Practicing for “The Big Let Go”

I’ve been using this phrase for some time now. When I drop it into conversation, as in, “I’m practicing for The Big Let Go,” I usually get a puzzled look from the one I’m talking to. When I explain what it means, I get a “You’ve got to be out of your mind!” look. 

So, what is “The Big Let Go?” Well, it’s Death, of course—the most crucial moment of letting go in our lives. Death is when no more alternatives, options, arguments, or excuses exist. Procrastination is impossible; the hope of avoidance is patently hopeless, and you are entirely alone, whether or not a friend or loved one is sitting at the bedside holding your hand. It is the ultimate moment of giving in, surrendering, and trusting—letting go of control and our grip on life.

Some go out fighting, refusing to let go until death steals their last breath. That’s usually not a pretty or dignified exit, which is what we all want, whether we say so or not. How often have you heard someone say they hope they die peacefully in their sleep? And speaking of sleep, it’s a perfect opportunity for practicing letting go—or death, to put it bluntly.

What does it mean to practice something? The Oxford Dictionary defines practice as “repeated exercise in or performance of an activity or skill to acquire or maintain proficiency in it.” Synonyms are training, rehearsal, repetition, drill, and warm-up. Practice makes perfect, we say flippantly. Practice is mundane and often drudgery; perfection is sublime and unachievable. The child practices the piano faithfully to win an invitation to play at Carnegie Hall; you practice your golf swing to win the office tournament. I practice drawing to become an artist or throwing pots to become a potter. We practice silent restraint so that our angry words don’t hurt others, or we practice listening attentively and openly to understand one another.

Practice develops skills and changes habits. It can change your life, even set you free from addictions and compulsions. In a sense, we are what we practice—from the mundane (I brush and floss my teeth meticulously to have a healthy, attractive smile) to the sublime (I practice meditation daily to be in touch with my true self and reality.)

The notion that one might practice letting go throughout one’s life to be good at it when the time for death arrives is, for many, weird and morbid. It may be so for those who see death as a tragedy, a loss, something to be resisted and put off. But in all faith traditions and reports of near-death experiences, death is portrayed either as a moment of release, culmination, reward, or welcoming, or, conversely, of terror and punishment, depending on what one has practiced in life.

Buddhists are encouraged to think of death frequently to be ready for it and for what it can teach them about how to live before it arrives.

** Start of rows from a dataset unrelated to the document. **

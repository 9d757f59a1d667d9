use enigma::{char_to_index, index_to_char, Error, Machine, RotorSlot, Settings};

/// Army machine with reflector B and the given wheels in the left, middle
/// and right slots, already locked into encipher mode.
fn army_machine(wheels: [&str; 3], rings: [u8; 3], offsets: [u8; 3]) -> Machine {
    let mut machine = Machine::new();
    machine.set_reflector_choice("Reflector B").unwrap();
    let slots = [RotorSlot::Left, RotorSlot::Middle, RotorSlot::Right];
    for (i, slot) in slots.into_iter().enumerate() {
        machine.set_wheel_choice(slot, wheels[i]).unwrap();
        machine.set_ring_index(slot, rings[i]).unwrap();
        machine.set_rotor_index(slot, offsets[i]).unwrap();
    }
    assert!(machine.set_encipher(true).unwrap());
    machine
}

fn encipher_text(machine: &mut Machine, text: &str) -> String {
    text.chars()
        .map(|c| {
            let index = char_to_index(c).unwrap();
            index_to_char(machine.translate(index).unwrap())
        })
        .collect()
}

#[test]
fn known_vector() {
    // Enigma I, reflector B, wheels I II III, rings AAA, offsets AAA.
    let mut machine = army_machine(["I", "II", "III"], [0; 3], [0; 3]);
    assert_eq!(encipher_text(&mut machine, "AAAAA"), "BDZGO");
}

#[test]
fn self_reciprocal() {
    let mut machine = army_machine(["I", "II", "III"], [0; 3], [0; 3]);
    let cipher = encipher_text(&mut machine, "ENIGMAREVEALED");

    let mut machine = army_machine(["I", "II", "III"], [0; 3], [0; 3]);
    assert_eq!(encipher_text(&mut machine, &cipher), "ENIGMAREVEALED");
}

#[test]
fn self_reciprocal_with_plugboard() {
    let mut machine = Machine::new();
    machine.set_reflector_choice("Reflector C").unwrap();
    machine.set_wheel_choice(RotorSlot::Left, "IV").unwrap();
    machine.set_wheel_choice(RotorSlot::Middle, "V").unwrap();
    machine.set_wheel_choice(RotorSlot::Right, "II").unwrap();
    machine.set_plug_text(0, "AB").unwrap();
    machine.set_plug_text(1, "QZ").unwrap();
    machine.set_plug_text(2, "MN").unwrap();
    let settings = machine.settings();

    assert!(machine.set_encipher(true).unwrap());
    let cipher = encipher_text(&mut machine, "THEQUICKBROWNFOX");

    let mut second = Machine::new();
    settings.push(&mut second).unwrap();
    assert!(second.set_encipher(true).unwrap());
    assert_eq!(encipher_text(&mut second, &cipher), "THEQUICKBROWNFOX");
}

#[test]
fn right_rotor_turnover_steps_middle() {
    // Rotor III turns over at W. Stepping onto W carries the middle rotor.
    let v = char_to_index('V').unwrap();
    let mut machine = army_machine(["I", "II", "III"], [0; 3], [0, 0, v]);
    machine.translate(0).unwrap();
    assert_eq!(machine.rotor_index(RotorSlot::Right), v + 1);
    assert_eq!(machine.rotor_index(RotorSlot::Middle), 1);
    assert_eq!(machine.rotor_index(RotorSlot::Left), 0);
}

#[test]
fn double_step_anomaly() {
    // Rotor II notches at E. A middle rotor sitting on its notch advances
    // together with the left rotor on the next keystroke.
    let e = char_to_index('E').unwrap();
    let mut machine = army_machine(["I", "II", "III"], [0; 3], [0, e, 0]);
    machine.translate(0).unwrap();
    assert_eq!(machine.rotor_index(RotorSlot::Right), 1);
    assert_eq!(machine.rotor_index(RotorSlot::Middle), e + 1);
    assert_eq!(machine.rotor_index(RotorSlot::Left), 1);
}

#[test]
fn middle_rotor_advances_27_times_per_right_revolution_sweep() {
    // Start the middle rotor one position before its notch and the right
    // rotor on its turnover letter. Driving the right rotor through 26
    // full revolutions advances the middle rotor 26 normal times plus the
    // one double-step, 27 in total.
    let d = char_to_index('D').unwrap(); // one before rotor II's notch at E
    let w = char_to_index('W').unwrap(); // rotor III's turnover
    let mut machine = army_machine(["I", "II", "III"], [0; 3], [0, d, w]);

    let mut advances = 0u32;
    let mut previous = machine.rotor_index(RotorSlot::Middle);
    for _ in 0..26 * 26 {
        machine.translate(0).unwrap();
        let current = machine.rotor_index(RotorSlot::Middle);
        advances += u32::from((current + 26 - previous) % 26);
        previous = current;
    }
    assert_eq!(advances, 27);
    assert_eq!(machine.rotor_index(RotorSlot::Left), 1);
}

#[test]
fn slow_rotor_never_advances() {
    let mut machine = Machine::new();
    machine.set_reflector_choice("Reflector B").unwrap();
    machine.set_fourth_wheel(true).unwrap();
    machine.set_wheel_choice(RotorSlot::Slow, "IV").unwrap();
    machine.set_rotor_index(RotorSlot::Slow, 5).unwrap();
    machine.set_wheel_choice(RotorSlot::Left, "I").unwrap();
    machine.set_wheel_choice(RotorSlot::Middle, "II").unwrap();
    machine.set_wheel_choice(RotorSlot::Right, "III").unwrap();
    let settings = machine.settings();

    assert!(machine.set_encipher(true).unwrap());
    let cipher = encipher_text(&mut machine, "WETTERBERICHT");
    assert_eq!(machine.rotor_index(RotorSlot::Slow), 5);

    let mut second = Machine::new();
    settings.push(&mut second).unwrap();
    assert!(second.set_encipher(true).unwrap());
    assert_eq!(encipher_text(&mut second, &cipher), "WETTERBERICHT");
}

#[test]
fn ring_and_offset_shift_together() {
    // Conjugating the wiring by the ring setting means rings BBB with
    // offsets BBB produce the same first substitution as rings AAA with
    // offsets AAA, as long as no notch interferes.
    let mut plain = army_machine(["I", "II", "III"], [0; 3], [0; 3]);
    let mut shifted = army_machine(["I", "II", "III"], [1; 3], [1; 3]);
    assert_eq!(
        plain.translate(0).unwrap(),
        shifted.translate(0).unwrap()
    );
}

#[test]
fn determinism() {
    let mut first = army_machine(["V", "III", "VI"], [2, 11, 7], [4, 17, 25]);
    let mut second = army_machine(["V", "III", "VI"], [2, 11, 7], [4, 17, 25]);
    let text = "OBERKOMMANDODERWEHRMACHT";
    assert_eq!(encipher_text(&mut first, text), encipher_text(&mut second, text));
}

#[test]
fn translate_requires_encipher_mode() {
    let mut machine = Machine::new();
    assert!(matches!(machine.translate(0), Err(Error::NotLocked)));

    assert!(machine.set_encipher(true).unwrap());
    assert!(matches!(machine.translate(26), Err(Error::Letter(26))));
    machine.translate(0).unwrap();
}

#[test]
fn locked_machine_refuses_edits() {
    let mut machine = army_machine(["I", "II", "III"], [0; 3], [0; 3]);
    assert!(matches!(
        machine.set_wheel_choice(RotorSlot::Right, "IV"),
        Err(Error::Locked)
    ));
    assert!(matches!(
        machine.set_plug_text(0, "AB"),
        Err(Error::Locked)
    ));
    assert!(matches!(machine.set_ring_index(RotorSlot::Left, 1), Err(Error::Locked)));

    assert!(!machine.set_encipher(false).unwrap());
    machine.set_wheel_choice(RotorSlot::Right, "IV").unwrap();
}

#[test]
fn unlock_writes_back_advanced_offsets() {
    let mut machine = army_machine(["I", "II", "III"], [0; 3], [0; 3]);
    for _ in 0..5 {
        machine.translate(0).unwrap();
    }
    assert_eq!(machine.rotor_index(RotorSlot::Right), 5);

    assert!(!machine.set_encipher(false).unwrap());
    assert_eq!(machine.rotor_index(RotorSlot::Right), 5);
    assert_eq!(machine.rotor_index(RotorSlot::Middle), 0);
}

#[test]
fn settings_round_trip_through_json() {
    let mut machine = Machine::new();
    machine.set_reflector_choice("Reflector C").unwrap();
    machine.set_wheel_choice(RotorSlot::Left, "VII").unwrap();
    machine.set_ring_index(RotorSlot::Middle, 12).unwrap();
    machine.set_rotor_index(RotorSlot::Right, 19).unwrap();
    machine.set_plug_text(0, "AB").unwrap();
    machine.set_plug_text(1, "CD").unwrap();
    machine.set_fourth_wheel(true).unwrap();
    machine.set_use_letters(false);
    machine.set_show_steps(true);

    let json = serde_json::to_string(&machine.settings()).unwrap();
    let restored: Settings = serde_json::from_str(&json).unwrap();

    let mut second = Machine::new();
    restored.push(&mut second).unwrap();
    assert_eq!(second.reflector_choice(), "Reflector C");
    assert_eq!(second.wheel_choice(RotorSlot::Left), "VII");
    assert_eq!(second.ring_index(RotorSlot::Middle), 12);
    assert_eq!(second.rotor_index(RotorSlot::Right), 19);
    assert_eq!(second.plug_text(1), "CD");
    assert!(second.fourth_wheel());
    assert!(!second.use_letters());
    assert!(second.show_steps());
    assert!(!second.is_encipher());
}

#[test]
fn settings_resume_locked_machine() {
    let mut machine = army_machine(["I", "II", "III"], [0; 3], [0; 3]);
    assert_eq!(encipher_text(&mut machine, "AAA"), "BDZ");

    // Saved mid-session: the record carries the advanced offsets and the
    // encipher flag, so the restored machine continues the same stream.
    let settings = machine.settings();
    assert!(settings.encipher);
    assert_eq!(settings.rotor_offsets[RotorSlot::Right.index()], 3);

    let mut resumed = Machine::new();
    settings.push(&mut resumed).unwrap();
    assert!(resumed.is_encipher());
    assert_eq!(encipher_text(&mut resumed, "AA"), encipher_text(&mut machine, "AA"));
}

#[test]
fn display_mode_switches_text_form() {
    let mut machine = Machine::new();
    machine.set_ring_index(RotorSlot::Right, 0).unwrap();
    machine.set_rotor_index(RotorSlot::Right, 25).unwrap();
    assert_eq!(machine.rotor_offset_text(RotorSlot::Right), "Z");
    machine.set_use_letters(false);
    assert_eq!(machine.rotor_offset_text(RotorSlot::Right), "26");
    assert_eq!(machine.ring_setting_text(RotorSlot::Right), "1");
}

Charnel Ground meditation involves imagining or observing the gradual dissolution and decay of the body to internalize the truth that all things are impermanent—everything changes and passes away.

Buddhistdoor.com 12-16-02

Christian reflection on death focuses more on reward or punishment and is encouraged to put the fear of God, the ultimate Judge, into its adherents. According to theologians, Jesus died and rose again to save us from death and damnation.

https://www.goodreads.com

But in general, and particularly at this time in history, we ignore death until it becomes unignorable, and then we lament it. So, how counter-cultural is the notion of practicing to do death well—gracefully, peacefully, with joy and dignity—instead of hanging on for or to dear life? Can one practice gently relinquishing, letting go, releasing, and opening to the unknown daily to prepare for The Big Let Go?

Pema Chodron, in her book How We Live, is How We Die, quotes a verse from a Tibetan Buddhist teacher, Dzigar Kongdrul Rinpoche,


“When the appearances of this life dissolve,
May I, with ease and great happiness,
Let go of all attachments to this life
As a son or daughter returning home.” (p.22)

I find this image of a child returning home enormously comforting. It conjures up memories of long day trips when I was young, perhaps to visit relatives or friends or the beach. Days full of play and food would end with a car ride homeward in the dark. We kids would fall asleep in the backseat, lulled by full stomachs, the hum of the car engine, and the rocking of the seats beneath us. Then, when we finally arrived home, we’d be carried inside, undressed, and put to bed in the safety and familiarity of our rooms. What ease and great (sleepy) happiness! 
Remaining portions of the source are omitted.